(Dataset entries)
((

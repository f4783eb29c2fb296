//! Idempotent SE/DR commits into target clusters
//!
//! For every drafted ServiceEntry and target cluster, derives the SE/DR
//! pair set (default host plus one pair per GTP dnsPrefix), then upserts or
//! deletes against the cluster's sync namespace. Writes are best-effort per
//! object: one cluster failing never short-circuits the rest.

use std::collections::HashMap;

use tracing::{debug, error, info, warn};

use flotilla_common::crd::GlobalTrafficPolicy;
use flotilla_common::istio::{
    DestinationRule, DestinationRuleSpec, ServiceEntry, ServiceEntrySpec,
};
use flotilla_common::metrics::{record_object_write, record_object_write_error};
use flotilla_common::naming::{
    default_dr_name, dr_name, env_from_host, prefixed_host, se_name,
};
use flotilla_common::DEFAULT_DNS_PREFIX;

use crate::addresses::AddressStore;
use crate::gtp::destination_rule_for;
use crate::registry::{RemoteController, RemoteRegistry};

/// One ServiceEntry/DestinationRule pair bound for a cluster
#[derive(Clone, Debug)]
pub struct SeDrTuple {
    /// ServiceEntry object name
    pub se_name: String,
    /// DestinationRule object name
    pub dr_name: String,
    /// Host both objects govern
    pub host: String,
    /// ServiceEntry spec
    pub se: ServiceEntrySpec,
    /// DestinationRule spec
    pub dr: DestinationRuleSpec,
}

/// Derive the SE/DR pairs for one drafted entry and one target cluster.
///
/// The default host always yields a `<host>-se` / `<host>-default-dr` pair.
/// Each GTP policy whose dnsPrefix is neither the env nor "default" (and
/// whose deprecated `dns` does not name the default host) fans out a
/// `<prefix>.<host>` pair with its own VIP and `-se`/`-dr` names.
pub async fn build_se_dr_set(
    se: &ServiceEntrySpec,
    env: &str,
    region: Option<&str>,
    gtp: Option<&GlobalTrafficPolicy>,
    addresses: &AddressStore,
) -> Vec<SeDrTuple> {
    let default_host = se.host().to_string();
    let mut set: HashMap<String, SeDrTuple> = HashMap::new();

    if let Some(gtp) = gtp {
        for policy in &gtp.spec.policy {
            if let Some(dns) = &policy.dns {
                warn!(
                    gtp = %gtp.metadata.name.as_deref().unwrap_or_default(),
                    namespace = %gtp.metadata.namespace.as_deref().unwrap_or_default(),
                    dns = %dns,
                    "GTP uses the deprecated `dns` field"
                );
            }

            let fans_out = policy.dns_prefix != env
                && policy.dns_prefix != DEFAULT_DNS_PREFIX
                && policy.dns.as_deref() != Some(default_host.as_str());

            if fans_out {
                let host = prefixed_host(&policy.dns_prefix, &default_host);
                let vip = match addresses.resolve(&se_name(&host)).await {
                    Ok(vip) => vip,
                    Err(e) => {
                        error!(host = %host, error = %e, "no VIP for GTP host, skipping this prefix");
                        continue;
                    }
                };

                let mut modified = se.clone();
                modified.hosts = vec![host.clone()];
                modified.addresses = vec![vip];

                set.insert(
                    host.clone(),
                    SeDrTuple {
                        se_name: se_name(&host),
                        dr_name: dr_name(&host),
                        dr: destination_rule_for(&host, region, Some(policy)),
                        se: modified,
                        host,
                    },
                );
            } else {
                set.insert(
                    default_host.clone(),
                    SeDrTuple {
                        se_name: se_name(&default_host),
                        dr_name: default_dr_name(&default_host),
                        dr: destination_rule_for(&default_host, region, Some(policy)),
                        se: se.clone(),
                        host: default_host.clone(),
                    },
                );
            }
        }
    }

    // default pair stays even when no policy names it
    set.entry(default_host.clone()).or_insert_with(|| SeDrTuple {
        se_name: se_name(&default_host),
        dr_name: default_dr_name(&default_host),
        dr: destination_rule_for(&default_host, region, None),
        se: se.clone(),
        host: default_host,
    });

    let mut tuples: Vec<SeDrTuple> = set.into_values().collect();
    tuples.sort_by(|a, b| a.host.cmp(&b.host));
    tuples
}

/// Commit a drafted entry map into each target cluster.
///
/// Entries with endpoints are upserted (SE labeled with the workload
/// identity, resourceVersion carried over); entries without endpoints
/// cascade-delete both objects and drop the host from the SE cluster
/// cache. Every failure is logged and counted, never propagated.
pub async fn add_service_entries_with_dr(
    registry: &RemoteRegistry,
    target_clusters: &[String],
    entries: &HashMap<String, ServiceEntrySpec>,
) {
    let params = registry.params();
    let sync_namespace = &params.sync_namespace;

    for entry in entries.values() {
        let host = entry.host().to_string();
        let identity = registry.cache.cname_identity(&host).unwrap_or_default();
        let env = env_from_host(&host).to_string();
        let gtp = registry.cache.gtp(&identity, &env);

        for cluster_id in target_clusters {
            let Some(rc) = registry.get_cluster(cluster_id) else {
                warn!(cluster = %cluster_id, "cluster not registered, skipping writes");
                continue;
            };
            let region = rc.region();
            if region.is_none() {
                warn!(cluster = %cluster_id, "cluster locality unknown, skipping writes");
                continue;
            }

            let tuples = build_se_dr_set(
                entry,
                &env,
                region.as_deref(),
                gtp.as_ref(),
                &registry.addresses,
            )
            .await;

            for tuple in tuples {
                commit_tuple(registry, &rc, sync_namespace, &identity, &tuple).await;
            }
        }
    }
}

async fn commit_tuple(
    registry: &RemoteRegistry,
    rc: &RemoteController,
    sync_namespace: &str,
    identity: &str,
    tuple: &SeDrTuple,
) {
    let cluster = rc.cluster_id.as_str();

    let old_se = match rc.api.get_service_entry(sync_namespace, &tuple.se_name).await {
        Ok(se) => se,
        Err(e) => {
            info!(name = %tuple.se_name, cluster = %cluster, error = %e, "fetching old ServiceEntry failed");
            None
        }
    };
    let old_dr = match rc
        .api
        .get_destination_rule(sync_namespace, &tuple.dr_name)
        .await
    {
        Ok(dr) => dr,
        Err(e) => {
            info!(name = %tuple.dr_name, cluster = %cluster, error = %e, "fetching old DestinationRule failed");
            None
        }
    };

    if tuple.se.endpoints.is_empty() {
        // an SE with no endpoints is deleted, not left empty
        if let Err(e) = rc.api.delete_service_entry(sync_namespace, &tuple.se_name).await {
            error!(name = %tuple.se_name, cluster = %cluster, error = %e, "deleting ServiceEntry failed");
            record_object_write_error(cluster, "ServiceEntry");
        } else if old_se.is_some() {
            info!(name = %tuple.se_name, cluster = %cluster, "deleted ServiceEntry");
            record_object_write(cluster, "ServiceEntry", "delete");
        }
        registry.cache.delete_se_host(&tuple.host);

        if let Err(e) = rc
            .api
            .delete_destination_rule(sync_namespace, &tuple.dr_name)
            .await
        {
            error!(name = %tuple.dr_name, cluster = %cluster, error = %e, "deleting DestinationRule failed");
            record_object_write_error(cluster, "DestinationRule");
        } else if old_dr.is_some() {
            record_object_write(cluster, "DestinationRule", "delete");
        }
        return;
    }

    let mut se = ServiceEntry::new(&tuple.se_name, tuple.se.clone());
    se.metadata.namespace = Some(sync_namespace.to_string());
    se.metadata.labels = Some(
        [(
            registry.params().label_set.workload_identity_key.clone(),
            identity.to_string(),
        )]
        .into_iter()
        .collect(),
    );
    se.metadata.resource_version = old_se.and_then(|o| o.metadata.resource_version);

    let op = if se.metadata.resource_version.is_some() {
        "update"
    } else {
        "create"
    };
    match rc.api.upsert_service_entry(sync_namespace, &se).await {
        Ok(()) => {
            record_object_write(cluster, "ServiceEntry", op);
            registry.cache.put_se_cluster(&tuple.host, cluster);
        }
        Err(e) if e.is_conflict() => {
            debug!(name = %tuple.se_name, cluster = %cluster, "ServiceEntry write conflict, next event drives convergence");
            record_object_write_error(cluster, "ServiceEntry");
        }
        Err(e) => {
            error!(name = %tuple.se_name, cluster = %cluster, error = %e, "writing ServiceEntry failed");
            record_object_write_error(cluster, "ServiceEntry");
        }
    }

    let mut dr = DestinationRule::new(&tuple.dr_name, tuple.dr.clone());
    dr.metadata.namespace = Some(sync_namespace.to_string());
    dr.metadata.resource_version = old_dr.and_then(|o| o.metadata.resource_version);

    let op = if dr.metadata.resource_version.is_some() {
        "update"
    } else {
        "create"
    };
    match rc.api.upsert_destination_rule(sync_namespace, &dr).await {
        Ok(()) => record_object_write(cluster, "DestinationRule", op),
        Err(e) if e.is_conflict() => {
            debug!(name = %tuple.dr_name, cluster = %cluster, "DestinationRule write conflict, next event drives convergence");
            record_object_write_error(cluster, "DestinationRule");
        }
        Err(e) => {
            error!(name = %tuple.dr_name, cluster = %cluster, error = %e, "writing DestinationRule failed");
            record_object_write_error(cluster, "DestinationRule");
        }
    }
}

))

● TASK TO COMPLETE
The required answer is the run of lines above, starting at the line with "se.metadata.namespace = Some(sync_namespace.to_string());" and ending at the line with "debug!(name = %tuple.se_name, cluster", reproduced exactly with both ends.

● ANSWER SECTION
    se.metadata.namespace = Some(sync_namespace.to_string());
    se.metadata.labels = Some(
        [(
            registry.params().label_set.workload_identity_key.clone(),
            identity.to_string(),
        )]
        .into_iter()
        .collect(),
    );
    se.metadata.resource_version = old_se.and_then(|o| o.metadata.resource_version);

    let op = if se.metadata.resource_version.is_some() {
        "update"
    } else {
        "create"
    };
    match rc.api.upsert_service_entry(sync_namespace, &se).await {
        Ok(()) => {
            record_object_write(cluster, "ServiceEntry", op);
            registry.cache.put_se_cluster(&tuple.host, cluster);
        }
        Err(e) if e.is_conflict() => {
            debug!(name = %tuple.se_name, cluster = %cluster, "ServiceEntry write conflict, next event drives convergence");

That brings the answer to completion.